Heck, I'm no more under fifty then the moon is square (but I'm no more +56 then the sun is a triangle)!  And for those under 50, we still share confidence issues and challenges of wanting to ride, show, etc., so please come join us.

I thank you all for making the efforts to follow my blog.  Please reset you Internet Favorite to http://www.50plushorses.blogspot.com/.

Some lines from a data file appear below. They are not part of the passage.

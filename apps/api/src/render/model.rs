//! Document model produced by the renderer and consumed by the docx writer.

/// Style tag carried by a single run.
#[derive(Debug, Clone, Copy, PartialEq, Eq)]
pub enum RunStyle {
    Plain,
    Bold,
    /// Text the model added (`<ins>…</ins>`).
    Inserted,
    /// Text the model removed (`<del>…</del>`).
    Deleted,
}

/// A contiguous span of text with one style. Markup characters are already stripped.
#[derive(Debug, Clone, PartialEq, Eq)]
pub struct Run {
    pub style: RunStyle,
    pub text: String,
}

impl Run {
    pub fn new(style: RunStyle, text: impl Into<String>) -> Self {
        Self {
            style,
            text: text.into(),
        }
    }

    pub fn plain(text: impl Into<String>) -> Self {
        Self::new(RunStyle::Plain, text)
    }
}

/// Heading depth. Body headings are always `Section`, one below the title.
#[derive(Debug, Clone, Copy, PartialEq, Eq)]
pub enum HeadingLevel {
    Title,
    Section,
}

impl HeadingLevel {
    pub fn level(self) -> u8 {
        match self {
            HeadingLevel::Title => 1,
            HeadingLevel::Section => 2,
        }
    }
}

#[derive(Debug, Clone, PartialEq, Eq)]
pub enum Block {
    Heading { level: HeadingLevel, runs: Vec<Run> },
    BulletItem { runs: Vec<Run> },
    Paragraph { runs: Vec<Run> },
    PageBreak,
}

impl Block {
    pub fn runs(&self) -> &[Run] {
        match self {
            Block::Heading { runs, .. } | Block::BulletItem { runs } | Block::Paragraph { runs } => {
                runs.as_slice()
            }
            Block::PageBreak => &[],
        }
    }

    /// Rendered text of the block: all run texts concatenated.
    pub fn text(&self) -> String {
        self.runs().iter().map(|r| r.text.as_str()).collect()
    }
}

/// Ordered blocks of one generated document.
#[derive(Debug, Clone, Default, PartialEq, Eq)]
pub struct DocumentModel {
    pub blocks: Vec<Block>,
}
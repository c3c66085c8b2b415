// Markup rendering: annotated LLM output → structured document model.
// Pure and CPU-only; never fails — malformed markup degrades to literal text.

pub mod inline;
pub mod lines;
pub mod model;
pub mod renderer;

// Re-export the public API consumed by other modules (composer, package).
pub use model::{Block, DocumentModel, HeadingLevel, Run, RunStyle};
pub use renderer::{render, render_plain, split_rationale, RATIONALE_DELIMITER};
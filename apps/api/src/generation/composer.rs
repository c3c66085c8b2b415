//! Application Composer — turns one job description plus two source documents
//! into three rendered documents and the names to ship them under.
//!
//! Flow: four independent completions (resume, cover letter, notes, metadata)
//!       fanned out concurrently → render → derive filenames.
//!
//! Failure policy: if ANY completion fails the whole request fails. Error text
//! is never written into a generated document.

use tracing::info;

use crate::errors::AppError;
use crate::generation::metadata::{extract_metadata, ApplicationFilenames, Metadata};
use crate::generation::prompts::{
    fill_template, COVER_LETTER_PROMPT_TEMPLATE, NOTES_PROMPT_TEMPLATE, RESUME_PROMPT_TEMPLATE,
};
use crate::llm_client::prompts::{FACTUAL_INSTRUCTION, RATIONALE_INSTRUCTION};
use crate::llm_client::LlmClient;
use crate::package::{write_archive, write_docx, PackageError};
use crate::render::{render, render_plain, DocumentModel};

// ────────────────────────────────────────────────────────────────────────────
// Data models
// ────────────────────────────────────────────────────────────────────────────

/// Inputs for one generation. Source texts are whatever extraction produced,
/// error markers included.
#[derive(Debug, Clone)]
pub struct ApplicationRequest {
    pub job_description: String,
    pub resume_text: String,
    pub cover_letter_text: String,
}

/// Everything one generation produces, ready for packaging.
#[derive(Debug, Clone)]
pub struct ApplicationBundle {
    pub metadata: Metadata,
    pub filenames: ApplicationFilenames,
    pub resume: DocumentModel,
    pub cover_letter: DocumentModel,
    pub notes: DocumentModel,
}

// ────────────────────────────────────────────────────────────────────────────
// Composition
// ────────────────────────────────────────────────────────────────────────────

/// Runs the four completions concurrently and renders the results.
///
/// `try_join!` drops the still-pending calls as soon as one fails, so an
/// aborted request leaves nothing running behind it.
pub async fn compose_application(
    llm: &LlmClient,
    request: &ApplicationRequest,
) -> Result<ApplicationBundle, AppError> {
    info!(
        "Composing application: jd={} chars, resume={} chars, cover_letter={} chars",
        request.job_description.len(),
        request.resume_text.len(),
        request.cover_letter_text.len()
    );

    let (resume_raw, cover_letter_raw, notes_raw, metadata) = tokio::try_join!(
        complete_document(llm, "Resume", build_resume_prompt(request)),
        complete_document(llm, "Cover letter", build_cover_letter_prompt(request)),
        complete_document(llm, "Notes", build_notes_prompt(request)),
        extract_metadata(llm, &request.job_description),
    )?;

    let filenames = ApplicationFilenames::from_metadata(&metadata);
    info!("Generated documents for {}", metadata.base_name());

    Ok(ApplicationBundle {
        resume: render(&resume_raw),
        cover_letter: render_plain(&cover_letter_raw),
        notes: render_plain(&notes_raw),
        metadata,
        filenames,
    })
}

/// Writes the three documents and zips them under their derived names.
/// CPU bound — callers on the runtime should use `spawn_blocking`.
pub fn package_bundle(bundle: &ApplicationBundle) -> Result<Vec<u8>, PackageError> {
    let resume = write_docx(&bundle.resume)?;
    let cover_letter = write_docx(&bundle.cover_letter)?;
    let notes = write_docx(&bundle.notes)?;

    write_archive([
        (bundle.filenames.resume.as_str(), resume.as_slice()),
        (bundle.filenames.cover_letter.as_str(), cover_letter.as_slice()),
        (bundle.filenames.notes.as_str(), notes.as_slice()),
    ])
}

async fn complete_document(
    llm: &LlmClient,
    label: &str,
    prompt: String,
) -> Result<String, AppError> {
    llm.complete(&prompt)
        .await
        .map_err(|e| AppError::Llm(format!("{label} generation failed: {e}")))
}

// ────────────────────────────────────────────────────────────────────────────
// Prompt building
// ────────────────────────────────────────────────────────────────────────────

fn build_resume_prompt(request: &ApplicationRequest) -> String {
    fill_template(
        RESUME_PROMPT_TEMPLATE,
        &[
            ("rationale_instruction", RATIONALE_INSTRUCTION),
            ("job_description", &request.job_description),
            ("resume_text", &request.resume_text),
        ],
    )
}

fn build_cover_letter_prompt(request: &ApplicationRequest) -> String {
    fill_template(
        COVER_LETTER_PROMPT_TEMPLATE,
        &[
            ("rationale_instruction", RATIONALE_INSTRUCTION),
            ("job_description", &request.job_description),
            ("resume_text", &request.resume_text),
            ("cover_letter_text", &request.cover_letter_text),
        ],
    )
}

fn build_notes_prompt(request: &ApplicationRequest) -> String {
    fill_template(
        NOTES_PROMPT_TEMPLATE,
        &[
            ("rationale_instruction", RATIONALE_INSTRUCTION),
            ("factual_instruction", FACTUAL_INSTRUCTION),
            ("job_description", &request.job_description),
        ],
    )
}

// ────────────────────────────────────────────────────────────────────────────
// Tests
// ────────────────────────────────────────────────────────────────────────────
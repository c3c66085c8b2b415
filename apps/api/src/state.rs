use crate::config::Config;
use crate::llm_client::LlmClient;

/// Shared application state injected into all route handlers via Axum extractors.
///
/// Holds no per-request data: every generation owns its prompts and documents.
#[derive(Clone)]
pub struct AppState {
    pub llm: LlmClient,
    pub config: Config,
}
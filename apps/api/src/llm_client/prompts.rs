// Shared prompt fragments.
// Each service that needs LLM calls defines its own prompts.rs alongside it.
// This file contains cross-cutting prompt fragments.

/// Appended to every document prompt. The delimiter must match
/// `render::RATIONALE_DELIMITER` exactly or the rationale leaks into the body.
pub const RATIONALE_INSTRUCTION: &str = "\
    At the very end of your response, strictly separated by the delimiter \"[[THINKING_PROCESS]]\", \
    provide a detailed explanation of your thinking process.";

/// Common honesty instruction for research-style prompts.
pub const FACTUAL_INSTRUCTION: &str = "\
    Include ONLY factual info. If you do not know something, state \"Not available\". \
    Do NOT hallucinate.";

#[cfg(test)]
mod tests {
    use super::*;
    use crate::render::RATIONALE_DELIMITER;

    #[test]
    fn test_rationale_instruction_names_the_render_delimiter() {
        assert!(RATIONALE_INSTRUCTION.contains(RATIONALE_DELIMITER));
    }
}
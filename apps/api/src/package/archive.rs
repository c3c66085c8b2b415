use std::io::{Cursor, Write};

use zip::write::FileOptions;
use zip::{CompressionMethod, ZipWriter};

use crate::package::PackageError;

/// Zips `(file name, contents)` pairs, in order, into an in-memory archive.
pub fn write_archive<'a, I>(entries: I) -> Result<Vec<u8>, PackageError>
where
    I: IntoIterator<Item = (&'a str, &'a [u8])>,
{
    let mut writer = ZipWriter::new(Cursor::new(Vec::new()));
    let options = FileOptions::default().compression_method(CompressionMethod::Deflated);

    for (name, contents) in entries {
        writer.start_file(name, options)?;
        writer.write_all(contents)?;
    }

    Ok(writer.finish()?.into_inner())
}

#[cfg(test)]
mod tests {
    use std::io::Read;

    use super::*;

    #[test]
    fn test_archive_contains_entries_in_order() {
        let bytes = write_archive([
            ("Acme_Eng_Resume.docx", b"resume".as_slice()),
            ("Acme_Eng_Notes.docx", b"notes".as_slice()),
        ])
        .unwrap();

        let mut archive = zip::ZipArchive::new(Cursor::new(bytes)).unwrap();
        assert_eq!(archive.len(), 2);
        assert_eq!(archive.by_index(0).unwrap().name(), "Acme_Eng_Resume.docx");

        let mut notes = String::new();
        archive
            .by_name("Acme_Eng_Notes.docx")
            .unwrap()
            .read_to_string(&mut notes)
            .unwrap();
        assert_eq!(notes, "notes");
    }

    #[test]
    fn test_empty_archive_is_valid() {
        let bytes = write_archive(std::iter::empty()).unwrap();
        let archive = zip::ZipArchive::new(Cursor::new(bytes)).unwrap();
        assert_eq!(archive.len(), 0);
    }
}
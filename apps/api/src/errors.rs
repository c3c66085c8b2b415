use axum::{
    http::StatusCode,
    response::{IntoResponse, Response},
    Json,
};
use serde_json::json;
use thiserror::Error;

use crate::package::PackageError;

/// Application-level error type.
/// Implements `IntoResponse` so Axum handlers can return `Result<T, AppError>`.
#[derive(Debug, Error)]
pub enum AppError {
    #[error("Validation error: {0}")]
    Validation(String),

    #[error("LLM error: {0}")]
    Llm(String),

    #[error("Packaging error: {0}")]
    Package(#[from] PackageError),

    #[error("Internal server error: {0}")]
    Internal(#[from] anyhow::Error),
}

impl IntoResponse for AppError {
    fn into_response(self) -> Response {
        let (status, code, message) = match &self {
            AppError::Validation(msg) => (StatusCode::BAD_REQUEST, "VALIDATION_ERROR", msg.clone()),
            AppError::Llm(msg) => {
                tracing::error!("LLM error: {msg}");
                (
                    StatusCode::BAD_GATEWAY,
                    "LLM_ERROR",
                    "Document generation failed upstream".to_string(),
                )
            }
            AppError::Package(e) => {
                tracing::error!("Packaging error: {e}");
                (
                    StatusCode::INTERNAL_SERVER_ERROR,
                    "PACKAGE_ERROR",
                    "Failed to package the generated documents".to_string(),
                )
            }
            AppError::Internal(e) => {
                tracing::error!("Internal error: {e:?}");
                (
                    StatusCode::INTERNAL_SERVER_ERROR,
                    "INTERNAL_ERROR",
                    "An internal server error occurred".to_string(),
                )
            }
        };

        let body = Json(json!({
            "error": {
                "code": code,
                "message": message
            }
        }));

        (status, body).into_response()
    }
}
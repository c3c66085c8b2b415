//! Best-effort plain-text extraction from uploaded documents.
//!
//! Extraction never fails the request: a broken upload becomes an inline
//! `[Error reading …]` marker that flows into the prompt like any other text.
//! Parsing is CPU bound and runs on the blocking pool.

use std::io::{Cursor, Read};

use bytes::Bytes;
use quick_xml::events::Event;
use quick_xml::Reader;
use thiserror::Error;
use tracing::warn;

#[derive(Debug, Error)]
pub enum ExtractError {
    #[error("{0}")]
    Pdf(String),

    #[error("{0}")]
    Archive(#[from] zip::result::ZipError),

    #[error("{0}")]
    Io(#[from] std::io::Error),

    #[error("{0}")]
    Xml(#[from] quick_xml::Error),

    #[error("extraction worker failed: {0}")]
    Worker(String),
}

/// Upload format, decided by file extension only.
#[derive(Debug, Clone, Copy, PartialEq, Eq)]
pub enum DocumentKind {
    Pdf,
    Docx,
    PlainText,
}

impl DocumentKind {
    pub fn from_file_name(file_name: &str) -> Self {
        let lower = file_name.to_ascii_lowercase();
        if lower.ends_with(".pdf") {
            DocumentKind::Pdf
        } else if lower.ends_with(".docx") {
            DocumentKind::Docx
        } else {
            DocumentKind::PlainText
        }
    }

    fn label(self) -> &'static str {
        match self {
            DocumentKind::Pdf => "PDF",
            DocumentKind::Docx => "DOCX",
            DocumentKind::PlainText => "text",
        }
    }
}

/// Extracts text from an uploaded file, substituting an error marker on failure.
pub async fn extract_text(file_name: &str, bytes: Bytes) -> String {
    let kind = DocumentKind::from_file_name(file_name);

    let result = match kind {
        // Non-UTF-8 plain uploads yield nothing rather than a marker.
        DocumentKind::PlainText => return String::from_utf8(bytes.to_vec()).unwrap_or_default(),
        DocumentKind::Pdf => run_blocking(move || extract_pdf(&bytes)).await,
        DocumentKind::Docx => run_blocking(move || extract_docx(&bytes)).await,
    };

    match result {
        Ok(text) => text,
        Err(e) => {
            warn!("Failed to extract {} from '{}': {e}", kind.label(), file_name);
            format!("[Error reading {}: {e}]", kind.label())
        }
    }
}

async fn run_blocking<F>(job: F) -> Result<String, ExtractError>
where
    F: FnOnce() -> Result<String, ExtractError> + Send + 'static,
{
    // A panicking parser surfaces as a JoinError rather than tearing down the worker.
    tokio::task::spawn_blocking(job)
        .await
        .map_err(|e| ExtractError::Worker(e.to_string()))?
}

fn extract_pdf(bytes: &[u8]) -> Result<String, ExtractError> {
    pdf_extract::extract_text_from_mem(bytes).map_err(|e| ExtractError::Pdf(e.to_string()))
}

fn extract_docx(bytes: &[u8]) -> Result<String, ExtractError> {
    let mut archive = zip::ZipArchive::new(Cursor::new(bytes))?;
    let mut xml = String::new();
    archive
        .by_name("word/document.xml")?
        .read_to_string(&mut xml)?;
    document_xml_to_text(&xml)
}

/// Collects `<w:t>` text from WordprocessingML, one line per `<w:p>` paragraph.
///
/// Tabs and breaks count only inside a run; `<w:tab/>` also appears in
/// paragraph tab-stop definitions.
fn document_xml_to_text(xml: &str) -> Result<String, ExtractError> {
    let mut reader = Reader::from_str(xml);
    let mut out = String::new();
    let mut in_run = false;
    let mut in_text = false;

    loop {
        match reader.read_event()? {
            Event::Start(e) => match e.name().as_ref() {
                b"w:r" => in_run = true,
                b"w:t" => in_text = true,
                _ => {}
            },
            Event::End(e) => match e.name().as_ref() {
                b"w:r" => in_run = false,
                b"w:t" => in_text = false,
                b"w:p" => out.push('\n'),
                _ => {}
            },
            Event::Empty(e) => match e.name().as_ref() {
                b"w:p" => out.push('\n'),
                b"w:tab" if in_run => out.push('\t'),
                b"w:br" | b"w:cr" if in_run => out.push('\n'),
                _ => {}
            },
            Event::Text(text) if in_text => out.push_str(&text.unescape()?),
            Event::Eof => break,
            _ => {}
        }
    }

    Ok(out)
}

#[cfg(test)]
mod tests {
    use std::io::Write;

    use super::*;

    fn docx_with(document_xml: &str) -> Bytes {
        let mut writer = zip::ZipWriter::new(Cursor::new(Vec::new()));
        writer
            .start_file("word/document.xml", zip::write::FileOptions::default())
            .unwrap();
        writer.write_all(document_xml.as_bytes()).unwrap();
        Bytes::from(writer.finish().unwrap().into_inner())
    }

    #[test]
    fn test_kind_from_extension_is_case_insensitive() {
        assert_eq!(DocumentKind::from_file_name("CV.PDF"), DocumentKind::Pdf);
        assert_eq!(DocumentKind::from_file_name("letter.docx"), DocumentKind::Docx);
        assert_eq!(DocumentKind::from_file_name("notes.md"), DocumentKind::PlainText);
        assert_eq!(DocumentKind::from_file_name("resume"), DocumentKind::PlainText);
    }

    #[test]
    fn test_document_xml_paragraphs_and_entities() {
        let xml = r#"<w:document><w:body>
            <w:p><w:r><w:t>Jane &amp; Co</w:t></w:r><w:r><w:t xml:space="preserve"> engineer</w:t></w:r></w:p>
            <w:p><w:r><w:t>Rust</w:t><w:tab/><w:t>&lt;3</w:t></w:r></w:p>
            <w:p><w:r><w:t/></w:r></w:p>
        </w:body></w:document>"#;
        assert_eq!(
            document_xml_to_text(xml).unwrap(),
            "Jane & Co engineer\nRust\t<3\n\n"
        );
    }

    #[test]
    fn test_table_tags_are_not_text() {
        let xml = "<w:tbl><w:tr><w:tc><w:p><w:r><w:t>cell</w:t></w:r></w:p></w:tc></w:tr></w:tbl>";
        assert_eq!(document_xml_to_text(xml).unwrap(), "cell\n");
    }

    #[test]
    fn test_numeric_character_references_are_decoded() {
        let xml = "<w:p><w:r><w:t>It&#8217;s &#x2013; done</w:t></w:r></w:p>";
        assert_eq!(document_xml_to_text(xml).unwrap(), "It\u{2019}s \u{2013} done\n");
    }

    #[test]
    fn test_self_closing_paragraph_is_a_blank_line() {
        let xml = "<w:p><w:r><w:t>A</w:t></w:r></w:p><w:p/><w:p><w:r><w:t>B</w:t></w:r></w:p>";
        assert_eq!(document_xml_to_text(xml).unwrap(), "A\n\nB\n");
    }

    #[test]
    fn test_tab_stop_definitions_are_not_text() {
        let xml = r#"<w:p><w:pPr><w:tabs><w:tab w:val="left" w:pos="720"/></w:tabs></w:pPr><w:r><w:t>Skills</w:t><w:tab/><w:t>Rust</w:t></w:r></w:p>"#;
        assert_eq!(document_xml_to_text(xml).unwrap(), "Skills\tRust\n");
    }

    #[tokio::test]
    async fn test_plain_text_upload_is_decoded() {
        let text = extract_text("resume.txt", Bytes::from_static(b"Jane Doe\nRust")).await;
        assert_eq!(text, "Jane Doe\nRust");
    }

    #[tokio::test]
    async fn test_invalid_utf8_plain_upload_is_empty() {
        let text = extract_text("resume.txt", Bytes::from_static(&[0xff, 0xfe, 0x00])).await;
        assert_eq!(text, "");
    }

    #[tokio::test]
    async fn test_docx_upload_is_extracted() {
        let bytes = docx_with("<w:p><w:r><w:t>Hello</w:t></w:r></w:p>");
        assert_eq!(extract_text("cover.docx", bytes).await, "Hello\n");
    }

    #[tokio::test]
    async fn test_corrupt_docx_becomes_marker() {
        let text = extract_text("cover.docx", Bytes::from_static(b"not a zip")).await;
        assert!(text.starts_with("[Error reading DOCX: "), "got {text}");
        assert!(text.ends_with(']'));
    }

    #[tokio::test]
    async fn test_corrupt_pdf_becomes_marker() {
        let text = extract_text("resume.pdf", Bytes::from_static(b"%PDF-garbage")).await;
        assert!(text.starts_with("[Error reading PDF: "), "got {text}");
    }
}
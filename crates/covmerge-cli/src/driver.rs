// Rust guideline compliant 2026-08-14

//! Merge driver: input discovery, the report fold, and result writing.

use anyhow::{Context, Result};
use covmerge_core::{merge_all, xml, Config};
use std::path::PathBuf;

/// Outcome of a merge run.
#[derive(Debug, Clone, PartialEq, Eq)]
pub enum MergeOutcome {
    /// The input mask matched no files; nothing was written.
    NoMatches,
    /// Reports were merged and written to the output path.
    Merged {
        /// Number of input reports folded into the result.
        inputs: usize,
        /// Path the merged report was written to.
        output: PathBuf,
    },
}

/// Runs a full merge: discovers inputs, folds them, writes the result.
///
/// A mask that matches nothing is not an error; the caller decides how to
/// report [`MergeOutcome::NoMatches`].
///
/// # Errors
///
/// Returns an error if the mask is invalid, only one file matches, a
/// report fails to parse, the merge fails, or the output cannot be
/// written.
pub fn run(config: &Config) -> Result<MergeOutcome> {
    let paths = matching_files(&config.input_mask)?;
    if paths.is_empty() {
        return Ok(MergeOutcome::NoMatches);
    }

    let mut reports = Vec::with_capacity(paths.len());
    for path in &paths {
        let report =
            xml::parse_file(path).with_context(|| format!("failed to parse {}", path.display()))?;
        reports.push(report);
    }

    let merged = merge_all(reports)?;

    let output = PathBuf::from(&config.output_path);
    xml::write_file(&output, &merged)
        .with_context(|| format!("failed to write {}", output.display()))?;

    Ok(MergeOutcome::Merged {
        inputs: paths.len(),
        output,
    })
}

/// Expands the input mask into a sorted list of report files.
///
/// Directories matched by the mask are skipped. Sorting keeps the fold
/// order stable across platforms.
///
/// # Errors
///
/// Returns an error if the mask is not a valid glob pattern or a matched
/// path cannot be read.
pub fn matching_files(mask: &str) -> Result<Vec<PathBuf>> {
    let entries = glob::glob(mask).with_context(|| format!("invalid input mask '{}'", mask))?;

    let mut paths = Vec::new();
    for entry in entries {
        let path = entry.context("failed to read glob match")?;
        if path.is_file() {
            paths.push(path);
        }
    }
    paths.sort();
    Ok(paths)
}
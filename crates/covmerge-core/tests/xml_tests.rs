// Rust guideline compliant 2026-08-12

//! Unit tests for XML parsing and serialization.

use covmerge_core::xml::{parse_file, parse_str, write_file, write_string};
use covmerge_core::{Element, Error, Node};
use tempfile::TempDir;

#[test]
fn test_parse_simple_report() {
    let root = parse_str(
        r#"<coverage line-rate="0.75" branch-rate="0.5">
             <packages>
               <package name="core"/>
             </packages>
           </coverage>"#,
    )
    .expect("Parse failed");

    assert_eq!(root.name, "coverage");
    assert_eq!(root.attr("line-rate"), Some("0.75"));
    assert_eq!(root.attr("branch-rate"), Some("0.5"));

    let packages = root.find_child("packages").expect("No <packages>");
    let package = packages.first_element().expect("No <package>");
    assert_eq!(package.attr("name"), Some("core"));
    assert!(package.children.is_empty());
}

#[test]
fn test_parse_preserves_attribute_order() {
    let root = parse_str(r#"<line number="10" hits="3" branch="true"/>"#).expect("Parse failed");
    let keys: Vec<&str> = root.attributes.iter().map(|(k, _)| k.as_str()).collect();
    assert_eq!(keys, ["number", "hits", "branch"]);
}

#[test]
fn test_parse_drops_whitespace_between_tags() {
    let root = parse_str("<lines>\n  <line number=\"1\" hits=\"0\"/>\n</lines>").expect("Parse failed");
    assert_eq!(root.children.len(), 1);
    assert!(matches!(root.children[0], Node::Element(_)));
}

#[test]
fn test_parse_keeps_text_content() {
    let root = parse_str(r"<sources><source>C:\build\gammu</source></sources>").expect("Parse failed");
    let source = root.first_element().expect("No <source>");
    assert_eq!(source.children.len(), 1);
    assert!(matches!(&source.children[0], Node::Text(text) if text == r"C:\build\gammu"));
}

#[test]
fn test_parse_unescapes_attributes_and_text() {
    let root = parse_str(r#"<class name="a &amp; b &lt;T&gt;">x &amp; y</class>"#)
        .expect("Parse failed");
    assert_eq!(root.attr("name"), Some("a & b <T>"));
    assert!(matches!(&root.children[0], Node::Text(text) if text == "x & y"));
}

#[test]
fn test_parse_cdata_becomes_text() {
    let root = parse_str("<source><![CDATA[x < y && z]]></source>").expect("Parse failed");
    assert!(matches!(&root.children[0], Node::Text(text) if text == "x < y && z"));
}

#[test]
fn test_parse_skips_declaration_doctype_and_comments() {
    let root = parse_str(
        r#"<?xml version="1.0" encoding="UTF-8"?>
<!DOCTYPE coverage SYSTEM "http://cobertura.sourceforge.net/xml/coverage-04.dtd">
<!-- generated -->
<coverage line-rate="1.0"><packages/></coverage>"#,
    )
    .expect("Parse failed");

    assert_eq!(root.name, "coverage");
    assert_eq!(root.children.len(), 1);
}

#[test]
fn test_parse_rejects_empty_document() {
    let err = parse_str("").unwrap_err();
    assert!(matches!(err, Error::MalformedReport(_)));

    let err = parse_str("   \n  ").unwrap_err();
    assert!(matches!(err, Error::MalformedReport(_)));
}

#[test]
fn test_parse_rejects_multiple_roots() {
    let err = parse_str("<coverage/><coverage/>").unwrap_err();
    match err {
        Error::MalformedReport(message) => assert!(message.contains("second root")),
        other => panic!("unexpected error: {other:?}"),
    }
}

#[test]
fn test_parse_rejects_mismatched_tags() {
    assert!(parse_str("<coverage><packages></coverage>").is_err());
}

#[test]
fn test_parse_rejects_unclosed_root() {
    assert!(parse_str("<coverage><packages>").is_err());
}

#[test]
fn test_write_exact_shape() {
    let mut package = Element::new("package");
    package.set_attr("name", "core");
    let mut packages = Element::new("packages");
    packages.append_element(package);
    let mut root = Element::new("coverage");
    root.set_attr("line-rate", "0.5");
    root.append_element(packages);

    let written = write_string(&root).expect("Write failed");
    let expected = concat!(
        "<?xml version=\"1.0\" encoding=\"UTF-8\"?>\n",
        "<coverage line-rate=\"0.5\">\n",
        "  <packages>\n",
        "    <package name=\"core\"/>\n",
        "  </packages>\n",
        "</coverage>\n",
    );
    assert_eq!(written, expected);
}

#[test]
fn test_write_escapes_attributes_and_text() {
    let mut root = Element::new("class");
    root.set_attr("name", "a & b <T>");
    root.children.push(Node::Text("x & y".to_string()));

    let written = write_string(&root).expect("Write failed");
    assert!(written.contains(r#"name="a &amp; b &lt;T&gt;""#));
    assert!(written.contains(">x &amp; y</class>"));
}

#[test]
fn test_write_inlines_text_content() {
    let mut source = Element::new("source");
    source.children.push(Node::Text(r"C:\build\gammu".to_string()));
    let mut root = Element::new("sources");
    root.append_element(source);

    let written = write_string(&root).expect("Write failed");
    assert!(written.contains(r"<source>C:\build\gammu</source>"));
}

#[test]
fn test_round_trip_preserves_structure() {
    let original = parse_str(
        r#"<coverage line-rate="0.58" version="1.9" timestamp="1700000000">
             <sources><source>/work/project</source></sources>
             <packages>
               <package name="core" line-rate="0.58">
                 <classes>
                   <class filename="src/lib.rs" name="lib" line-rate="0.58">
                     <methods>
                       <method name="run" signature="()">
                         <lines><line number="5" hits="2"/></lines>
                       </method>
                     </methods>
                     <lines>
                       <line number="5" hits="2"/>
                       <line number="7" hits="0" branch="true" condition-coverage="50% (1/2)">
                         <conditions>
                           <condition number="0" type="jump" coverage="50%"/>
                         </conditions>
                       </line>
                     </lines>
                   </class>
                 </classes>
               </package>
             </packages>
           </coverage>"#,
    )
    .expect("Parse failed");

    let written = write_string(&original).expect("Write failed");
    let reparsed = parse_str(&written).expect("Reparse failed");
    assert_eq!(original, reparsed);
}

#[test]
fn test_parse_file_and_write_file() {
    let temp_dir = TempDir::new().expect("Failed to create temp dir");
    let input = temp_dir.path().join("input.xml");
    let output = temp_dir.path().join("output.xml");

    std::fs::write(
        &input,
        r#"<coverage line-rate="1.0"><packages><package name="core"/></packages></coverage>"#,
    )
    .expect("Failed to write input");

    let root = parse_file(&input).expect("Parse failed");
    write_file(&output, &root).expect("Write failed");

    let reparsed = parse_file(&output).expect("Reparse failed");
    assert_eq!(root, reparsed);

    let written = std::fs::read_to_string(&output).expect("Failed to read output");
    assert!(written.starts_with("<?xml version=\"1.0\" encoding=\"UTF-8\"?>"));
}

#[test]
fn test_parse_file_missing_is_io_error() {
    let temp_dir = TempDir::new().expect("Failed to create temp dir");
    let err = parse_file(&temp_dir.path().join("absent.xml")).unwrap_err();
    assert!(matches!(err, Error::Io(_)));
}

Lots of heart aches this past month with the loss of Champ.  However, stay tuned.  I will be looking into replacing him with one of his siblings and I think you'll find my road interesting as I continue to work on keeping my confidence up, going to horse shows, and dealing with the aches and pains of being an older rider.  So please tune into me at my old home, http://www.50plushorses.blogspot.com/.  And I PROMISE, I'll never leave Home again!  :)

Saturday, July 24, 2010

Vacation Memories

Last week my husband and I, along with Poco our Appaloosa and Sunny Bear our Belgian Draft horse, Hank the Dog and Chloe the Kitten, traveled to Cabin Creek for a week's long vacation.  Gus, our other Draft, stayed home at the "Spa" where Poco is boarded as our three-horse slant is too small to fit everybody in.

Here's some quick pictures of our trip.

You can hear the wind sigh as it blows through the Pine, Fir and Cottonwood trees.  The sky is such a vivid blue against the green of this Cottonwood tree.

On one afternoon I went down to the Creek to sit with my friends.  It was hot and I found them sitting in the creek in their chairs, keeping nice and cool.



I call this my "Gut Cart" because if I use it too often and don't walk, I will get fat(ter).  But it was great for taking my lawn chair down to the creek or driving down to the corral to check on our horses.

The water in the creek is so clear.  In this picture I'm up to my knees in water, yet it looks like its only inches deep.  Clear, cold creek water, feels great on a hot summer day!


My two good friends between me.  Jayne (left) and Lynn (right), who are cousins.  We grew up together, riding horses at Cabin Creek.  Lynn was up with her family on vacation from California.  It's always good to get together with old pals like these two and talk about our crazy younger days!

Sorry, no pictures of the horses.   Kept forgetting to bring my camera to the corral.

We had an issue with unloading Poco who was the last to get out.  He pulled back, snapped his lead rope and fell inside the back of the trailer, flipped outside the trailer and ended upside down in the dirt.  He got up and I easily caught him, grateful to not find any cuts on him.  But my husband was in the trailer during this and received a goose egg and cut on his forehead.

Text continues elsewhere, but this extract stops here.